At home with caregivers: how ‘care in practice’ deals with constraint?
Clint: when the aided is over-helpful
The Health Service Centre professionals (HSC) would do well to make of Clint an activist or model: ‘The service learned a lot from the treatment [of Clint], we realised we were at fault on a lot of things’ (caregiver). It is indeed not difficult to make an emblem of Clint, despite his reservations about it: ‘I do not want to be the standard bearer for the disabled’, he said. Quadriplegic for nine years after the motorcycle accident he had when he was 26 years-old, he is a young and determined disabled person. The attention he requires from the caregivers for every slight detail strikes everyone. Very meticulous, he knows what he wants. A painful event that he resented helped him know what he wanted to avoid at all costs. He is very sensitive to bedsores because he does not feel the warning signs. Two nurses pressed for time, and hey presto, four years ago he found himself in hospital for six months. Every cloud has a silver lining: he learns a lot from the rehabilitation service which he finds ‘over-skilled and hyper-professional’; it includes the issue of ‘extreme surveillance’. At home, he endeavours, like an occupational counsellor, to tell caregivers how he wishes care to be administered. He permanently pays attention to everything they do and intervenes at the slightest deviation: the crease in the trousers, the condom catheter not quite rightly positioned, dirty water emptied in the sink and not in the toilet. He checks that rashes he cannot see have been detected. All this, he manages to pass on to the aides sensitively. ‘Clint is also well aware of how to send us messages, about why something is needed. It's true that he did not submit this to us in the form of an order. In the end, it is clever, because somehow, he led us to do that, making us understand that all these details are for his wellbeing’ (carer). Constraint seems irrelevant, since it is Clint who directs the operations, who knows exactly what he needs and has devised various ‘tricks’, not only to no longer be hassled during the day, but also to avoid any incident that could be punishable by six months in hospital.

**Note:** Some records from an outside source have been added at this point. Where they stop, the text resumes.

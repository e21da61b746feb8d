//! # VASP POSCAR 格式解析器
//!
//! 解析 VASP POSCAR/CONTCAR 文件格式，得到笛卡尔坐标与原子序数。
//!
//! ## POSCAR 格式说明
//! ```text
//! Comment line (structure name)
//! 1.0                    # scaling factor
//! a1 a2 a3               # lattice vector a
//! b1 b2 b3               # lattice vector b
//! c1 c2 c3               # lattice vector c
//! Element1 Element2 ...  # element symbols (VASP 5+, required)
//! n1 n2 ...              # number of atoms per element
//! Selective dynamics     # optional
//! Direct/Cartesian       # coordinate type
//! x1 y1 z1               # atom positions
//! ...
//! ```
//!
//! ## 依赖关系
//! - 被 `parsers/chgcar.rs`, `eph/file.rs`, `commands/xsf.rs` 使用
//! - 使用 `models/structure.rs`, `models/element.rs`

use crate::error::{EphkitError, Result};
use crate::models::{element, Lattice, Structure};
use std::fs;
use std::path::Path;

/// 解析 POSCAR/CONTCAR 文件
pub fn parse_poscar_file(path: &Path) -> Result<Structure> {
    let content = fs::read_to_string(path).map_err(|e| EphkitError::FileReadError {
        path: path.display().to_string(),
        source: e,
    })?;

    parse_poscar_content(
        &content,
        path.file_stem()
            .and_then(|s| s.to_str())
            .unwrap_or("unknown"),
    )
}

/// 从字符串内容解析 POSCAR 格式
pub fn parse_poscar_content(content: &str, default_name: &str) -> Result<Structure> {
    let lines: Vec<&str> = content.lines().collect();
    let (structure, _) = parse_poscar_lines(&lines, default_name)?;
    Ok(structure)
}

/// 解析 POSCAR 行，返回结构以及已消耗的行数
pub(crate) fn parse_poscar_lines(lines: &[&str], default_name: &str) -> Result<(Structure, usize)> {
    let parse_error = |reason: String| EphkitError::ParseError {
        format: "poscar".to_string(),
        path: default_name.to_string(),
        reason,
    };

    if lines.len() < 8 {
        return Err(parse_error("File too short".to_string()));
    }

    // Line 0: Comment/name
    let name = match lines[0].trim() {
        "" => default_name.to_string(),
        n => n.to_string(),
    };

    // Line 1: 缩放因子，负值表示目标体积
    let scale: f64 = lines[1]
        .split_whitespace()
        .next()
        .and_then(|s| s.parse().ok())
        .ok_or_else(|| parse_error("Invalid scaling factor".to_string()))?;

    // Lines 2-4: Lattice vectors
    let mut matrix = [[0.0; 3]; 3];
    for (i, row) in matrix.iter_mut().enumerate() {
        let parts: Vec<f64> = lines[2 + i]
            .split_whitespace()
            .filter_map(|s| s.parse().ok())
            .collect();
        if parts.len() < 3 {
            return Err(parse_error(format!(
                "Invalid lattice vector at line {}",
                3 + i
            )));
        }
        *row = [parts[0], parts[1], parts[2]];
    }

    let scale = if scale < 0.0 {
        (-scale / Lattice::from_vectors(matrix).volume().abs()).cbrt()
    } else {
        scale
    };
    for row in matrix.iter_mut() {
        for x in row.iter_mut() {
            *x *= scale;
        }
    }
    let lattice = Lattice::from_vectors(matrix);

    // Line 5: Element symbols, line 6: counts
    let symbols: Vec<&str> = lines[5].split_whitespace().collect();
    if symbols.first().map_or(true, |s| s.parse::<usize>().is_ok()) {
        return Err(parse_error(
            "Element symbols line is required (VASP 5 format)".to_string(),
        ));
    }

    let numbers = symbols
        .iter()
        .map(|s| {
            element::atomic_number(s)
                .ok_or_else(|| parse_error(format!("Unknown element symbol '{}'", s)))
        })
        .collect::<Result<Vec<u32>>>()?;

    let counts: Vec<usize> = lines[6]
        .split_whitespace()
        .filter_map(|s| s.parse().ok())
        .collect();
    if counts.len() != numbers.len() {
        return Err(parse_error(format!(
            "{} element symbols but {} counts",
            numbers.len(),
            counts.len()
        )));
    }

    // Check for "Selective dynamics" line
    let mut coord_line = 7;
    if lines.len() > coord_line
        && lines[coord_line]
            .trim()
            .to_lowercase()
            .starts_with('s')
    {
        coord_line += 1;
    }

    if lines.len() <= coord_line {
        return Err(parse_error("Missing coordinate type line".to_string()));
    }

    let coord_type = lines[coord_line].trim().to_lowercase();
    let is_cartesian = coord_type.starts_with('c') || coord_type.starts_with('k');

    let natoms: usize = counts.iter().sum();
    let first = coord_line + 1;
    if lines.len() < first + natoms {
        return Err(parse_error(format!(
            "Expected {} atomic positions, found {}",
            natoms,
            lines.len().saturating_sub(first)
        )));
    }

    let mut atomic_numbers = Vec::with_capacity(natoms);
    let mut cart_coords = Vec::with_capacity(natoms);

    let species = numbers
        .iter()
        .zip(&counts)
        .flat_map(|(&z, &n)| std::iter::repeat(z).take(n));

    for (offset, z) in species.enumerate() {
        let parts: Vec<f64> = lines[first + offset]
            .split_whitespace()
            .take(3)
            .filter_map(|s| s.parse().ok())
            .collect();
        if parts.len() < 3 {
            return Err(parse_error(format!(
                "Invalid atomic position at line {}",
                first + offset + 1
            )));
        }

        let position = [parts[0], parts[1], parts[2]];
        let cart = if is_cartesian {
            [position[0] * scale, position[1] * scale, position[2] * scale]
        } else {
            lattice.frac_to_cart(position)
        };

        atomic_numbers.push(z);
        cart_coords.push(cart);
    }

    let structure = Structure::new(name, lattice, atomic_numbers, cart_coords)?;
    Ok((structure, first + natoms))
}

#[cfg(test)]
mod tests {
    use super::*;

    #[test]
    fn test_parse_poscar_vasp5() {
        let content = r#"NaCl
1.0
5.64 0.0 0.0
0.0 5.64 0.0
0.0 0.0 5.64
Na Cl
4 4
Direct
0.0 0.0 0.0
0.5 0.5 0.0
0.5 0.0 0.5
0.0 0.5 0.5
0.5 0.0 0.0
0.0 0.5 0.0
0.0 0.0 0.5
0.5 0.5 0.5
"#;
        let s = parse_poscar_content(content, "NaCl").unwrap();
        assert_eq!(s.name, "NaCl");
        assert_eq!(s.num_sites(), 8);
        assert_eq!(s.atomic_numbers.iter().filter(|&&z| z == 11).count(), 4);
        assert_eq!(s.atomic_numbers[7], 17);
        assert!((s.cart_coords[7][2] - 2.82).abs() < 1e-12);
    }

    #[test]
    fn test_parse_poscar_with_scale_and_cartesian() {
        let content = r#"Si
2.0
2.0 0.0 0.0
0.0 2.0 0.0
0.0 0.0 2.0
Si
2
Cartesian
0.0 0.0 0.0
0.5 0.5 0.5
"#;
        let s = parse_poscar_content(content, "Si").unwrap();
        let (a, _, _, _, _, _) = s.lattice.parameters();

        assert!((a - 4.0).abs() < 1e-12);
        assert!((s.cart_coords[1][0] - 1.0).abs() < 1e-12);
    }

    #[test]
    fn test_parse_poscar_selective_dynamics() {
        let content = r#"Fe with selective
1.0
2.87 0.0 0.0
0.0 2.87 0.0
0.0 0.0 2.87
Fe_pv
2
Selective dynamics
Direct
0.0 0.0 0.0 T T T
0.5 0.5 0.5 F F F
"#;
        let s = parse_poscar_content(content, "Fe").unwrap();
        assert_eq!(s.atomic_numbers, vec![26, 26]);
        assert!((s.cart_coords[1][1] - 1.435).abs() < 1e-12);
    }

    #[test]
    fn test_parse_poscar_requires_symbols() {
        let content = "old\n1.0\n1 0 0\n0 1 0\n0 0 1\n1\nDirect\n0 0 0\n";
        assert!(matches!(
            parse_poscar_content(content, "old"),
            Err(EphkitError::ParseError { .. })
        ));
    }

    #[test]
    fn test_parse_poscar_truncated_positions() {
        let content = "Al\n1.0\n4.05 0 0\n0 4.05 0\n0 0 4.05\nAl\n4\nDirect\n0 0 0\n";
        assert!(parse_poscar_content(content, "Al").is_err());
    }
}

Clint has set the standard in the service: he is autonomous despite his dependency. If his executive capacities are reduced, his decision-making abilities are certainly intact. He directs operations expertly. While some caregivers, especially those who do not deal with him, are afraid of being ‘instrumentalised’, overall the collaboration here is deemed exemplary by professionals. But we will see that even in his case it would be too easy to jump to the conclusion that constraint is absent: through his activism, Clint has rather redistributed it between care partners in his favour; this balance which constrains them, must be accepted by the caregivers and the slightest hitch can make it tumble down again.

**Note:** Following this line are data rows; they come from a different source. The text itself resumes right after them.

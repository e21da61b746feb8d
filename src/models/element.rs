//! # 元素周期表
//!
//! 元素符号与原子序数之间的转换。XSF 格式以原子序数标识原子，
//! 而 POSCAR 等格式使用元素符号。
//!
//! ## 依赖关系
//! - 被 `models/structure.rs`, `parsers/poscar.rs` 使用

/// 元素符号，按原子序数排列（下标 0 对应 Z = 1）
const SYMBOLS: [&str; 118] = [
    "H", "He", "Li", "Be", "B", "C", "N", "O", "F", "Ne", "Na", "Mg", "Al", "Si", "P", "S", "Cl",
    "Ar", "K", "Ca", "Sc", "Ti", "V", "Cr", "Mn", "Fe", "Co", "Ni", "Cu", "Zn", "Ga", "Ge", "As",
    "Se", "Br", "Kr", "Rb", "Sr", "Y", "Zr", "Nb", "Mo", "Tc", "Ru", "Rh", "Pd", "Ag", "Cd", "In",
    "Sn", "Sb", "Te", "I", "Xe", "Cs", "Ba", "La", "Ce", "Pr", "Nd", "Pm", "Sm", "Eu", "Gd", "Tb",
    "Dy", "Ho", "Er", "Tm", "Yb", "Lu", "Hf", "Ta", "W", "Re", "Os", "Ir", "Pt", "Au", "Hg", "Tl",
    "Pb", "Bi", "Po", "At", "Rn", "Fr", "Ra", "Ac", "Th", "Pa", "U", "Np", "Pu", "Am", "Cm", "Bk",
    "Cf", "Es", "Fm", "Md", "No", "Lr", "Rf", "Db", "Sg", "Bh", "Hs", "Mt", "Ds", "Rg", "Cn", "Nh",
    "Fl", "Mc", "Lv", "Ts", "Og",
];

/// 根据元素符号获取原子序数
///
/// 接受 VASP 风格的赝势后缀，如 `Fe_pv`、`O/1a2b3c`。
pub fn atomic_number(symbol: &str) -> Option<u32> {
    let bare: String = symbol
        .trim()
        .chars()
        .take_while(|c| c.is_ascii_alphabetic())
        .collect();

    SYMBOLS
        .iter()
        .position(|&s| s.eq_ignore_ascii_case(&bare))
        .map(|i| i as u32 + 1)
}

/// 根据原子序数获取元素符号
pub fn symbol(z: u32) -> Option<&'static str> {
    if z == 0 {
        return None;
    }
    SYMBOLS.get(z as usize - 1).copied()
}

#[cfg(test)]
mod tests {
    use super::*;

    #[test]
    fn test_atomic_number_lookup() {
        assert_eq!(atomic_number("H"), Some(1));
        assert_eq!(atomic_number("Al"), Some(13));
        assert_eq!(atomic_number("Fe_pv"), Some(26));
        assert_eq!(atomic_number("O/1a2b"), Some(8));
        assert_eq!(atomic_number("Og"), Some(118));
        assert_eq!(atomic_number("Xx"), None);
    }

    #[test]
    fn test_symbol_lookup() {
        assert_eq!(symbol(13), Some("Al"));
        assert_eq!(symbol(0), None);
        assert_eq!(symbol(119), None);
    }
}
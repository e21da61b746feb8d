//! # 电声计算结果容器
//!
//! 按 q 点采样方式（粗网格 / 插值网格）组织 α²F(ω) 与可选的
//! 输运谱函数 α²F_tr(ω)。未计算的量以 `None` 表示，`has_a2ftr`
//! 显式告知调用方输运谱函数是否可用。
//!
//! ## 目录布局
//! ```text
//! <dir>/<prefix>_A2F_QCOARSE.dat     必需其一
//! <dir>/<prefix>_A2F_QINTP.dat
//! <dir>/<prefix>_A2FTR_QCOARSE.dat   可选
//! <dir>/<prefix>_A2FTR_QINTP.dat
//! <dir>/POSCAR                        可选
//! ```
//!
//! ## 依赖关系
//! - 被 `commands/eph.rs` 使用
//! - 使用 `eph/a2f.rs`, `parsers/a2f.rs`, `parsers/poscar.rs`

use crate::eph::SpectralFunction;
use crate::error::{EphkitError, Result};
use crate::models::Structure;
use crate::parsers::{a2f as a2f_parser, poscar};

use std::collections::BTreeMap;
use std::path::Path;
use std::str::FromStr;

/// q 点采样方式
#[derive(Debug, Clone, Copy, PartialEq, Eq, PartialOrd, Ord, Hash)]
pub enum QSampling {
    /// 粗 q 网格（直接 DFPT 计算）
    QCoarse,
    /// 插值到细 q 网格
    QIntp,
}

impl QSampling {
    pub const ALL: [QSampling; 2] = [QSampling::QCoarse, QSampling::QIntp];

    pub fn as_str(&self) -> &'static str {
        match self {
            QSampling::QCoarse => "qcoarse",
            QSampling::QIntp => "qintp",
        }
    }
}

impl FromStr for QSampling {
    type Err = EphkitError;

    fn from_str(s: &str) -> Result<Self> {
        match s.to_lowercase().as_str() {
            "qcoarse" => Ok(QSampling::QCoarse),
            "qintp" => Ok(QSampling::QIntp),
            _ => Err(EphkitError::UnknownSampling(s.to_string())),
        }
    }
}

impl std::fmt::Display for QSampling {
    fn fmt(&self, f: &mut std::fmt::Formatter<'_>) -> std::fmt::Result {
        write!(f, "{}", self.as_str())
    }
}

/// 电声计算结果
#[derive(Debug, Clone, Default)]
pub struct EphFile {
    /// 晶体结构（若可用）
    pub structure: Option<Structure>,
    a2f: BTreeMap<QSampling, SpectralFunction>,
    a2ftr: BTreeMap<QSampling, SpectralFunction>,
}

impl EphFile {
    pub fn new() -> Self {
        Self::default()
    }

    pub fn with_structure(mut self, structure: Structure) -> Self {
        self.structure = Some(structure);
        self
    }

    /// 设置某种采样下的 α²F
    pub fn insert_a2f(&mut self, qsamp: QSampling, a2f: SpectralFunction) {
        self.a2f.insert(qsamp, a2f);
    }

    /// 设置某种采样下的输运谱函数
    pub fn insert_a2ftr(&mut self, qsamp: QSampling, a2ftr: SpectralFunction) {
        self.a2ftr.insert(qsamp, a2ftr);
    }

    pub fn get_a2f_qsamp(&self, qsamp: QSampling) -> Option<&SpectralFunction> {
        self.a2f.get(&qsamp)
    }

    pub fn a2f_qcoarse(&self) -> Option<&SpectralFunction> {
        self.get_a2f_qsamp(QSampling::QCoarse)
    }

    pub fn a2f_qintp(&self) -> Option<&SpectralFunction> {
        self.get_a2f_qsamp(QSampling::QIntp)
    }

    pub fn has_a2ftr(&self) -> bool {
        !self.a2ftr.is_empty()
    }

    pub fn get_a2ftr_qsamp(&self, qsamp: QSampling) -> Option<&SpectralFunction> {
        self.a2ftr.get(&qsamp)
    }

    pub fn a2ftr_qcoarse(&self) -> Option<&SpectralFunction> {
        self.get_a2ftr_qsamp(QSampling::QCoarse)
    }

    pub fn a2ftr_qintp(&self) -> Option<&SpectralFunction> {
        self.get_a2ftr_qsamp(QSampling::QIntp)
    }

    /// 已加载的 α²F 采样方式（按固定顺序）
    pub fn samplings(&self) -> impl Iterator<Item = (QSampling, &SpectralFunction)> {
        self.a2f.iter().map(|(q, a)| (*q, a))
    }

    /// 自旋通道数（取自任一 α²F）
    pub fn nsppol(&self) -> Option<usize> {
        self.a2f.values().next().map(|a| a.nsppol())
    }

    /// 从目录加载
    pub fn from_dir(dir: &Path, prefix: &str) -> Result<Self> {
        if !dir.is_dir() {
            return Err(EphkitError::DirectoryNotFound {
                path: dir.display().to_string(),
            });
        }

        let mut file = EphFile::new();

        for qsamp in QSampling::ALL {
            let tag = qsamp.as_str().to_uppercase();

            let a2f_path = dir.join(format!("{}_A2F_{}.dat", prefix, tag));
            if a2f_path.is_file() {
                file.insert_a2f(qsamp, a2f_parser::parse_a2f_file(&a2f_path)?);
            }

            let a2ftr_path = dir.join(format!("{}_A2FTR_{}.dat", prefix, tag));
            if a2ftr_path.is_file() {
                file.insert_a2ftr(qsamp, a2f_parser::parse_a2f_file(&a2ftr_path)?);
            }
        }

        if file.a2f.is_empty() {
            return Err(EphkitError::NoFilesFound {
                pattern: dir.join(format!("{}_A2F_*.dat", prefix)).display().to_string(),
            });
        }

        let poscar_path = dir.join("POSCAR");
        if poscar_path.is_file() {
            file = file.with_structure(poscar::parse_poscar_file(&poscar_path)?);
        }

        Ok(file)
    }
}

#[cfg(test)]
mod tests {
    use super::*;
    use ndarray::Array2;
    use std::fs;

    fn flat_a2f(nsppol: usize) -> SpectralFunction {
        let mesh = vec![0.0, 0.01, 0.02, 0.03];
        SpectralFunction::new(mesh, Array2::from_elem((nsppol, 4), 10.0), 3).unwrap()
    }

    #[test]
    fn test_qsampling_parse() {
        assert_eq!("qcoarse".parse::<QSampling>().unwrap(), QSampling::QCoarse);
        assert_eq!("QINTP".parse::<QSampling>().unwrap(), QSampling::QIntp);
        assert!(matches!(
            "qfine".parse::<QSampling>(),
            Err(EphkitError::UnknownSampling(_))
        ));
    }

    #[test]
    fn test_lookup_by_sampling() {
        let mut file = EphFile::new();
        file.insert_a2f(QSampling::QCoarse, flat_a2f(1));

        let a2f = file.a2f_qcoarse().unwrap();
        assert!(std::ptr::eq(
            file.get_a2f_qsamp(QSampling::QCoarse).unwrap(),
            a2f
        ));
        assert!(file.a2f_qintp().is_none());
        assert_eq!(file.nsppol(), Some(1));
    }

    #[test]
    fn test_missing_transport_function() {
        let mut file = EphFile::new();
        file.insert_a2f(QSampling::QIntp, flat_a2f(1));

        assert!(!file.has_a2ftr());
        assert!(file.a2ftr_qcoarse().is_none());
        assert!(file.a2ftr_qintp().is_none());
        assert!(file.get_a2ftr_qsamp(QSampling::QCoarse).is_none());

        file.insert_a2ftr(QSampling::QCoarse, flat_a2f(1));
        assert!(file.has_a2ftr());
        assert!(file.a2ftr_qcoarse().is_some());
    }

    #[test]
    fn test_from_dir() {
        let dir = std::env::temp_dir().join(format!("ephkit_ephfile_{}", std::process::id()));
        fs::create_dir_all(&dir).unwrap();

        let body = "# nmodes: 3\n0.000 0.0\n0.010 5.0\n0.020 10.0\n0.030 5.0\n";
        fs::write(dir.join("al_A2F_QCOARSE.dat"), body).unwrap();
        fs::write(dir.join("al_A2F_QINTP.dat"), body).unwrap();

        let file = EphFile::from_dir(&dir, "al").unwrap();
        assert!(file.a2f_qcoarse().is_some());
        assert!(file.a2f_qintp().is_some());
        assert!(!file.has_a2ftr());
        assert!(file.structure.is_none());
        assert_eq!(file.samplings().count(), 2);

        assert!(matches!(
            EphFile::from_dir(&dir, "missing"),
            Err(EphkitError::NoFilesFound { .. })
        ));

        fs::write(
            dir.join("POSCAR"),
            "Al\n1.0\n4.05 0 0\n0 4.05 0\n0 0 4.05\nAl\n1\nDirect\n0 0 0\n",
        )
        .unwrap();
        let with_poscar = EphFile::from_dir(&dir, "al").unwrap();
        let structure = with_poscar.structure.as_ref().unwrap();
        assert_eq!(structure.formula(), "Al1");

        fs::remove_dir_all(&dir).ok();
    }
}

Nevertheless, back at the office, the discussions focus mostly on interventions ‘that go wrong’, those that give rise to tensions, and conflicts that may lead to the rupture of the relationship. In such cases, patients – and sometimes their loved ones – are challenging caregivers’ ways of doing things. The fact that these people were applicants for aid does not guarantee that thereafter, day after day, they will allow themselves to be cared for or that they will not adopt behaviour that makes the activity of caregivers impossible. Caregivers strive to fulfil their mission despite everything, not to throw in the towel at the slightest refusal. They do use constraint, feeling at the same time uneasy with what they have done. They then consider that ‘the visit goes wrong’, that the aid-relationship is a bad one, that they have ‘failed’ the test. They look for reasons; they talk in the office. They explore other ways to do things to avoid every visit turning into a power struggle.

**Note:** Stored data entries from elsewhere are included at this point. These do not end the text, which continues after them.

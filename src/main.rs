//! # ephkit 命令行入口
//!
//! ## 子命令
//! - `a2f` - α²F 分析与 Tc 估计
//! - `eph` - 按 q 点采样汇总
//! - `xsf` - 结构转换为 XSF
//! - `density` - CHGCAR 转换为 XSF 数据网格

use clap::Parser;
use ephkit::cli::Cli;
use ephkit::{commands, utils};

fn main() {
    // Initialize colored output for Windows compatibility
    #[cfg(windows)]
    colored::control::set_virtual_terminal(true).ok();

    let cli = Cli::parse();

    if let Err(e) = commands::run(cli.command) {
        utils::output::print_error(&format!("{}", e));
        std::process::exit(1);
    }
}
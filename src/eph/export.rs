//! # α²F 数据导出
//!
//! ## 支持格式
//! - α²F 曲线 CSV：omega, a2f_total, a2f_spin*, lambda_cumulative
//! - Tc(µ*) 表 CSV：mustar, tc, tc_kelvin
//!
//! ## 依赖关系
//! - 被 `commands/a2f.rs` 调用
//! - 使用 `csv` 库写入 CSV 文件

use crate::eph::{SpectralFunction, EV_TO_KELVIN};
use crate::error::{EphkitError, Result};

use std::path::Path;

/// 导出 α²F 曲线（从零频点 iw0 开始）为 CSV
pub fn a2f_to_csv(a2f: &SpectralFunction, output_path: &Path) -> Result<()> {
    let mut wtr = csv::Writer::from_path(output_path)?;

    let mut header = vec!["omega".to_string(), "a2f_total".to_string()];
    if a2f.nsppol() > 1 {
        header.extend((0..a2f.nsppol()).map(|s| format!("a2f_spin{}", s + 1)));
    }
    header.push("lambda_cumulative".to_string());
    wtr.write_record(&header)?;

    let iw0 = a2f.iw0();
    let total = a2f.values();
    let cumulative = a2f.get_moment_cumulative(1, None)?;
    let values_spin = a2f.values_spin();

    for (offset, (&w, lam)) in a2f.mesh()[iw0..].iter().zip(&cumulative).enumerate() {
        let i = iw0 + offset;
        let mut record = vec![format!("{:.8}", w), format!("{:.8e}", total[i])];
        if a2f.nsppol() > 1 {
            record.extend((0..a2f.nsppol()).map(|s| format!("{:.8e}", values_spin[[s, i]])));
        }
        record.push(format!("{:.8}", lam));
        wtr.write_record(&record)?;
    }

    wtr.flush().map_err(|e| EphkitError::FileWriteError {
        path: output_path.display().to_string(),
        source: e,
    })?;

    Ok(())
}

/// 导出 Tc(µ*) 表为 CSV（Tc 同时以网格单位和 K 给出，假定网格为 eV）
pub fn tc_table_to_csv(table: &[(f64, f64)], output_path: &Path) -> Result<()> {
    let mut wtr = csv::Writer::from_path(output_path)?;

    wtr.write_record(["mustar", "tc", "tc_kelvin"])?;
    for (mustar, tc) in table {
        wtr.write_record(&[
            format!("{:.4}", mustar),
            format!("{:.8e}", tc),
            format!("{:.4}", tc * EV_TO_KELVIN),
        ])?;
    }

    wtr.flush().map_err(|e| EphkitError::FileWriteError {
        path: output_path.display().to_string(),
        source: e,
    })?;

    Ok(())
}
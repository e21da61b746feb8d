//! # CLI 模块
//!
//! 使用 `clap` 定义命令行参数和子命令。
//!
//! ## 命令结构
//! - `a2f`: 单个 α²F 文件分析（λ, ω_log, Tc, µ* 扫描）
//! - `eph`: 按 q 点采样汇总一次计算的全部 α²F
//! - `xsf`: 结构文件批量转换为 XSF
//! - `density`: CHGCAR 转换为 XSF 数据网格
//!
//! ## 依赖关系
//! - 被 `main.rs` 使用
//! - 子模块: a2f, xsf

pub mod a2f;
pub mod xsf;

use clap::{Parser, Subcommand};

/// ephkit - 电声耦合后处理与 Xcrysden 文件工具
#[derive(Parser)]
#[command(name = "ephkit")]
#[command(author = "Changjiang Wu")]
#[command(version)]
#[command(about = "Electron-phonon a2F analysis and Xcrysden file writers", long_about = None)]
#[command(propagate_version = true)]
pub struct Cli {
    #[command(subcommand)]
    pub command: Commands,
}

/// 可用的子命令
#[derive(Subcommand)]
pub enum Commands {
    /// Analyze an Eliashberg function a2F(w): lambda, omega_log, McMillan Tc
    A2f(a2f::A2fArgs),

    /// Summarize all a2F samplings of an electron-phonon run
    Eph(a2f::EphArgs),

    /// Convert structure files (POSCAR/CONTCAR) to Xcrysden XSF
    Xsf(xsf::XsfArgs),

    /// Convert a CHGCAR volumetric grid to an XSF DATAGRID_3D file
    Density(xsf::DensityArgs),
}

Do not give up when ‘things go wrong’
Mrs Morel's being taken into care is recent. Returning home after hospitalisation for a stroke, she benefits from the intervention of an HSC. The 60-year-old couple lives in a nice house, and the husband takes care of his wife. Nevertheless, the service had warned us that the case is not an easy one, ‘This is a lady who is a bit difficult, we don't have an easy relationship, it's … it's particular’. The toileting scene that follows seems to prove her right. From the first moments in the bathroom, a dispute breaks out with the caregiver. Rushing out, the carer calls to her husband, ‘it's going wrong’ and explaining that she needs a hand. Thanks to the help from her husband, she finishes the toiletry duty, despite the cries and the refusal of the elderly woman. Later, the caregiver talks about her dissatisfaction. She used constraint, without having the same legitimacy as at the hospital: ‘It is we who are in people's houses, and already that makes a big difference because it's true that in hospital … is not good but well, we manage a little more, maybe … to control people, or rather, to get what we want more because they are not in their home’.
This episode is considered at the office. To justify herself, the carer says she had succeeded in ensuring the elderly woman made her toileting, despite her refusal, and that this was the mission assigned to her. ‘But I do not do it for pleasure’. In the team, they look for the reasons for the use of coercion. Could it not have been avoided? Certainly Mrs Morel is a difficult case. But more precisely, a procedure may have been ill-performed at a previous time in the toileting? Has the caregiver been sufficiently careful with the still-painful, head-scar? Yes, she knows, she is very careful. The lack of affinity is explored. ‘But we cannot change the organisation of the team at the slightest dissent’. The carer will make another attempt before reviewing the situation: ‘… and then we'll see. I do not know. […] If it's really awful. If I can avoid it, I will not take that turn constantly. Right, so I hope … I'll try to suit her’.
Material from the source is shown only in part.